| Material provided |
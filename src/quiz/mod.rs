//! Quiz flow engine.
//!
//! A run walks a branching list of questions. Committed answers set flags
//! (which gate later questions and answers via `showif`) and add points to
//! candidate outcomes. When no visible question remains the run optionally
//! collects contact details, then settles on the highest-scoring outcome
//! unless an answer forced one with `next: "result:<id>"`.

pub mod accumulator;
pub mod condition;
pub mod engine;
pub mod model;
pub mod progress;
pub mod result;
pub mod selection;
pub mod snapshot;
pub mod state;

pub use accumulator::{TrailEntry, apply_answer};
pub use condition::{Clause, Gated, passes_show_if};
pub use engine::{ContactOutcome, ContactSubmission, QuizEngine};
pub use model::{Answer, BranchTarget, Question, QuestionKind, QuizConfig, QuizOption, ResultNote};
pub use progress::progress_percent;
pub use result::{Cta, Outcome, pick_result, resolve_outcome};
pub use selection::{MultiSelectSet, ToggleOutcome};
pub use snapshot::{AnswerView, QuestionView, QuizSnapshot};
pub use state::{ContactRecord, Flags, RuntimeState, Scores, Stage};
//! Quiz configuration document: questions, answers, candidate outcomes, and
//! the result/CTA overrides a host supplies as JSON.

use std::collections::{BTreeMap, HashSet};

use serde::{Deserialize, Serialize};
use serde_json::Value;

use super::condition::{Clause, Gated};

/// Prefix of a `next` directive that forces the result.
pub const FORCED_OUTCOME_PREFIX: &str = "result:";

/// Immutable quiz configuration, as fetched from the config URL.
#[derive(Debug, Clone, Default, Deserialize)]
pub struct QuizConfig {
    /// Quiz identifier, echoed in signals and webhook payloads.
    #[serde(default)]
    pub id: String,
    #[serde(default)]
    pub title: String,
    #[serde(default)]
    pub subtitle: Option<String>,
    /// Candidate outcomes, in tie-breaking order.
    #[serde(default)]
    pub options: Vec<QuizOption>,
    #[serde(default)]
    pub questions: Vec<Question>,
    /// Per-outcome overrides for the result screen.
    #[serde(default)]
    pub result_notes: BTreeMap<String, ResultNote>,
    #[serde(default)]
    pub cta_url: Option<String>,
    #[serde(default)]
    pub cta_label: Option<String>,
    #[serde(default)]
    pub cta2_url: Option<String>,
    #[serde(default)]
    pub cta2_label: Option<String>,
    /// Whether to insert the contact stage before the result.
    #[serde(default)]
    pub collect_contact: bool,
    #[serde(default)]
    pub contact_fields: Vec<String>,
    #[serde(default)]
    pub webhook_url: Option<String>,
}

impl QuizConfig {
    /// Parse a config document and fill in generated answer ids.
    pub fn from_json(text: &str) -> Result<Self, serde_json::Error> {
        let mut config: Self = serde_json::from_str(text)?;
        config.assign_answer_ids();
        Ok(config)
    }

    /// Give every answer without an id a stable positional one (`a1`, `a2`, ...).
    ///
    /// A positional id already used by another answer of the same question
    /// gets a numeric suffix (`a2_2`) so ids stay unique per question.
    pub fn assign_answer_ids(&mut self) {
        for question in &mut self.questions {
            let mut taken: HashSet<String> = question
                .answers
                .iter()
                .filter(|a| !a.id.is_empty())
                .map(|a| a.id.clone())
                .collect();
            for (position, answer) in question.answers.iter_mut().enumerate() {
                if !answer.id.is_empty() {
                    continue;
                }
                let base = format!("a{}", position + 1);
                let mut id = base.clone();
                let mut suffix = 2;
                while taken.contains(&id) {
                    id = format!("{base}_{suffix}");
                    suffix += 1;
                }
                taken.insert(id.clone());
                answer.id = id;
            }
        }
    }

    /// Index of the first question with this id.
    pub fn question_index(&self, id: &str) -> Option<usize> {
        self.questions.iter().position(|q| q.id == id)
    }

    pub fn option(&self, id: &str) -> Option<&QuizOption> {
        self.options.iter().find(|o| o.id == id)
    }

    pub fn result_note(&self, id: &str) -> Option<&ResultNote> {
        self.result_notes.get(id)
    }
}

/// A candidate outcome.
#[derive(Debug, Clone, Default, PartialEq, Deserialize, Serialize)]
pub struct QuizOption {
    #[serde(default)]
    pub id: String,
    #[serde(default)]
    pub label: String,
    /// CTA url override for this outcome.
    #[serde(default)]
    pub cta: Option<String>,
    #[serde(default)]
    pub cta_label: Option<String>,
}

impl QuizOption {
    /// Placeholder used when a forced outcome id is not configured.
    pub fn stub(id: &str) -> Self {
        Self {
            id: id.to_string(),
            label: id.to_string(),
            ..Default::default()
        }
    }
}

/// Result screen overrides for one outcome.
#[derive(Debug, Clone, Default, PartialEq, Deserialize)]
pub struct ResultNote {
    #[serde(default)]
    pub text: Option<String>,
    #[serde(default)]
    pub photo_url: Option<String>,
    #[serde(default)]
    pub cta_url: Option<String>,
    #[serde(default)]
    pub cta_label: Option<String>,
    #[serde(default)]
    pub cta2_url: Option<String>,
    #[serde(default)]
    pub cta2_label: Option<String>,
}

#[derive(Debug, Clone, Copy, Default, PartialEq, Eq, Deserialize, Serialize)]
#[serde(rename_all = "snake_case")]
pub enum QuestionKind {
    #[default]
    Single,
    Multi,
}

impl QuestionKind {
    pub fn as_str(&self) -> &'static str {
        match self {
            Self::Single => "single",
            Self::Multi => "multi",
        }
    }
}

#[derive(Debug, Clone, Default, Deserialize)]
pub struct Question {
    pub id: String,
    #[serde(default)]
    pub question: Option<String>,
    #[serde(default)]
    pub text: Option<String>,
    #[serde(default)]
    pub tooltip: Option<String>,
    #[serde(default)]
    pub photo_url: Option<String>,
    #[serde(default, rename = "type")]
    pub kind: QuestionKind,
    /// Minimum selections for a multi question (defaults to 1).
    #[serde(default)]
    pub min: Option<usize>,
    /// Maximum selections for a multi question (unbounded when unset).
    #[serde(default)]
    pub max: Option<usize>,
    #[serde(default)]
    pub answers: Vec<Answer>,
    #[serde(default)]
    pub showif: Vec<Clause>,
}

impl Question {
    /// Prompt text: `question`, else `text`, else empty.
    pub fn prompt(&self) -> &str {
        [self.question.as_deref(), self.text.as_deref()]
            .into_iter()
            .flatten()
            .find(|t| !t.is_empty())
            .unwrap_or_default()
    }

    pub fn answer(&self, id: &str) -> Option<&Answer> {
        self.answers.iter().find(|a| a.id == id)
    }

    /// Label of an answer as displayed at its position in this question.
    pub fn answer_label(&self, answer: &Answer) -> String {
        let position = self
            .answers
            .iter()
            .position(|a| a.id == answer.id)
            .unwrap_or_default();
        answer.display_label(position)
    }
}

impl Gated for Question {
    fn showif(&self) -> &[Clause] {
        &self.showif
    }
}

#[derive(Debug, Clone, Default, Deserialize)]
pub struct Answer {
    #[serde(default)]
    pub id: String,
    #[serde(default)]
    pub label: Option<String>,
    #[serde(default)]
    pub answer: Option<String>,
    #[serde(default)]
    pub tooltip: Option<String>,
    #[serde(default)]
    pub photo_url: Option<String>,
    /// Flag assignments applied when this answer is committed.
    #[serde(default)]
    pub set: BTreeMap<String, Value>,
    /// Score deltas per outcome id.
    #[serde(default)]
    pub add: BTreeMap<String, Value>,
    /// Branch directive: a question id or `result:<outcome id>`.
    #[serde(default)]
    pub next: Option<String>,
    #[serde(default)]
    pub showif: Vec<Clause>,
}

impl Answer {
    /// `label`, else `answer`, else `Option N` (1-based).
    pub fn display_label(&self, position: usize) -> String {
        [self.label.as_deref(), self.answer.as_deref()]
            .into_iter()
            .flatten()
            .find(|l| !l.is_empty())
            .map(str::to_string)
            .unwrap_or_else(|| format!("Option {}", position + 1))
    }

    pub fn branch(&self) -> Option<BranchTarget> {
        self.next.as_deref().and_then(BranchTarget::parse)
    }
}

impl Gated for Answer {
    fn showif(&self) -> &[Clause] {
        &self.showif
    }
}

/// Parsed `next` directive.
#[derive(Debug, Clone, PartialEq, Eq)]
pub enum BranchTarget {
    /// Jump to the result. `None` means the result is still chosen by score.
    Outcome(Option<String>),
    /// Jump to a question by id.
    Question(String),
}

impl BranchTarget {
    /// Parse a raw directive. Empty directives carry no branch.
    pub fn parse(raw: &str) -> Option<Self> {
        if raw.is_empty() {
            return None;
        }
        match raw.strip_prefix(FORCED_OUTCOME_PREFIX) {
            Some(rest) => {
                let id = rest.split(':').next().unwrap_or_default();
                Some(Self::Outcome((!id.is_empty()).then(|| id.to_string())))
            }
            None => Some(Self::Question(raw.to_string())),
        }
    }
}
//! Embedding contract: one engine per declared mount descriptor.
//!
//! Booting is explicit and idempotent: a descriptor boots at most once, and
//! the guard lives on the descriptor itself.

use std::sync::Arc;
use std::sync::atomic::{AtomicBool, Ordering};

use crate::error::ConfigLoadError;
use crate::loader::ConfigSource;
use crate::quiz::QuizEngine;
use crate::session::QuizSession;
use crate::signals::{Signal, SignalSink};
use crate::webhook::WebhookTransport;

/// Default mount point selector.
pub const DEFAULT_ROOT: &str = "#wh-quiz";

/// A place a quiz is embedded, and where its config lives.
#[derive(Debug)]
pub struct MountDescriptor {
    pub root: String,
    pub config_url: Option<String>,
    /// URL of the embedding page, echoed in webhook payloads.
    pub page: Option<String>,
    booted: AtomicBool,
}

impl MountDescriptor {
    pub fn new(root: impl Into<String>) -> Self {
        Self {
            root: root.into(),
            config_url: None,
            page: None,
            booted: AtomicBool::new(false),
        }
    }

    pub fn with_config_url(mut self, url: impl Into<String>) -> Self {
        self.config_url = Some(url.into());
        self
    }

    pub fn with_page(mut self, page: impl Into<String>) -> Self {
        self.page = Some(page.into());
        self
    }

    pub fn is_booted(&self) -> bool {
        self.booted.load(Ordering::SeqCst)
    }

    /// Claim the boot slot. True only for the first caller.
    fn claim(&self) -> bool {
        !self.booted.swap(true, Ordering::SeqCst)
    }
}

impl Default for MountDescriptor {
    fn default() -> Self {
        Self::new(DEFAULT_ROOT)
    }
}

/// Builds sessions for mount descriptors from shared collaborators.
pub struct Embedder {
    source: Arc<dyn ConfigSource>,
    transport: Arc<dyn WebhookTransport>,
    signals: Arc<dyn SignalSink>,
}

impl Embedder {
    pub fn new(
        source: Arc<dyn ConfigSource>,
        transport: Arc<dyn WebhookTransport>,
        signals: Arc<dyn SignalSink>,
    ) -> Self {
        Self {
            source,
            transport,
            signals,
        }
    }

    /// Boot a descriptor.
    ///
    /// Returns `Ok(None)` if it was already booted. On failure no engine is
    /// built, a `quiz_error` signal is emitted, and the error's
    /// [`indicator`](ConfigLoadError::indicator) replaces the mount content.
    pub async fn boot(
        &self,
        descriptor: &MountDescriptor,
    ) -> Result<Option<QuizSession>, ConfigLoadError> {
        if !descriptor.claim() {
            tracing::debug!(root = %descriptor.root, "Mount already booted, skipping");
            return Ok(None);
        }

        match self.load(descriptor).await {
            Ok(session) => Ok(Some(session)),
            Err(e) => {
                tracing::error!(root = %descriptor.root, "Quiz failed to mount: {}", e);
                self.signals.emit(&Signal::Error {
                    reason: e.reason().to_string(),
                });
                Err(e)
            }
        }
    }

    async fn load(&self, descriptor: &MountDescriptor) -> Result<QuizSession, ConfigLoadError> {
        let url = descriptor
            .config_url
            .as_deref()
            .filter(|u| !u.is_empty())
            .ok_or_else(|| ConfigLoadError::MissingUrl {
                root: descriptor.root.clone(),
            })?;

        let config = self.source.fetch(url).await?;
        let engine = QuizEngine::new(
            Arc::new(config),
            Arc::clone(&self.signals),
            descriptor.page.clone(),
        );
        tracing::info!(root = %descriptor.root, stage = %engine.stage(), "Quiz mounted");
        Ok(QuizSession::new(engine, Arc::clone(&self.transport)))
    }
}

| Work instruction |
Retype only the lines above between the line with "the config URL." and the line with "the same question", counting those two lines as well, and keep every character as it is.

| Task solution |
/// Immutable quiz configuration, as fetched from the config URL.
#[derive(Debug, Clone, Default, Deserialize)]
pub struct QuizConfig {
    /// Quiz identifier, echoed in signals and webhook payloads.
    #[serde(default)]
    pub id: String,
    #[serde(default)]
    pub title: String,
    #[serde(default)]
    pub subtitle: Option<String>,
    /// Candidate outcomes, in tie-breaking order.
    #[serde(default)]
    pub options: Vec<QuizOption>,
    #[serde(default)]
    pub questions: Vec<Question>,
    /// Per-outcome overrides for the result screen.
    #[serde(default)]
    pub result_notes: BTreeMap<String, ResultNote>,
    #[serde(default)]
    pub cta_url: Option<String>,
    #[serde(default)]
    pub cta_label: Option<String>,
    #[serde(default)]
    pub cta2_url: Option<String>,
    #[serde(default)]
    pub cta2_label: Option<String>,
    /// Whether to insert the contact stage before the result.
    #[serde(default)]
    pub collect_contact: bool,
    #[serde(default)]
    pub contact_fields: Vec<String>,
    #[serde(default)]
    pub webhook_url: Option<String>,
}

impl QuizConfig {
    /// Parse a config document and fill in generated answer ids.
    pub fn from_json(text: &str) -> Result<Self, serde_json::Error> {
        let mut config: Self = serde_json::from_str(text)?;
        config.assign_answer_ids();
        Ok(config)
    }

    /// Give every answer without an id a stable positional one (`a1`, `a2`, ...).
    ///
    /// A positional id already used by another answer of the same question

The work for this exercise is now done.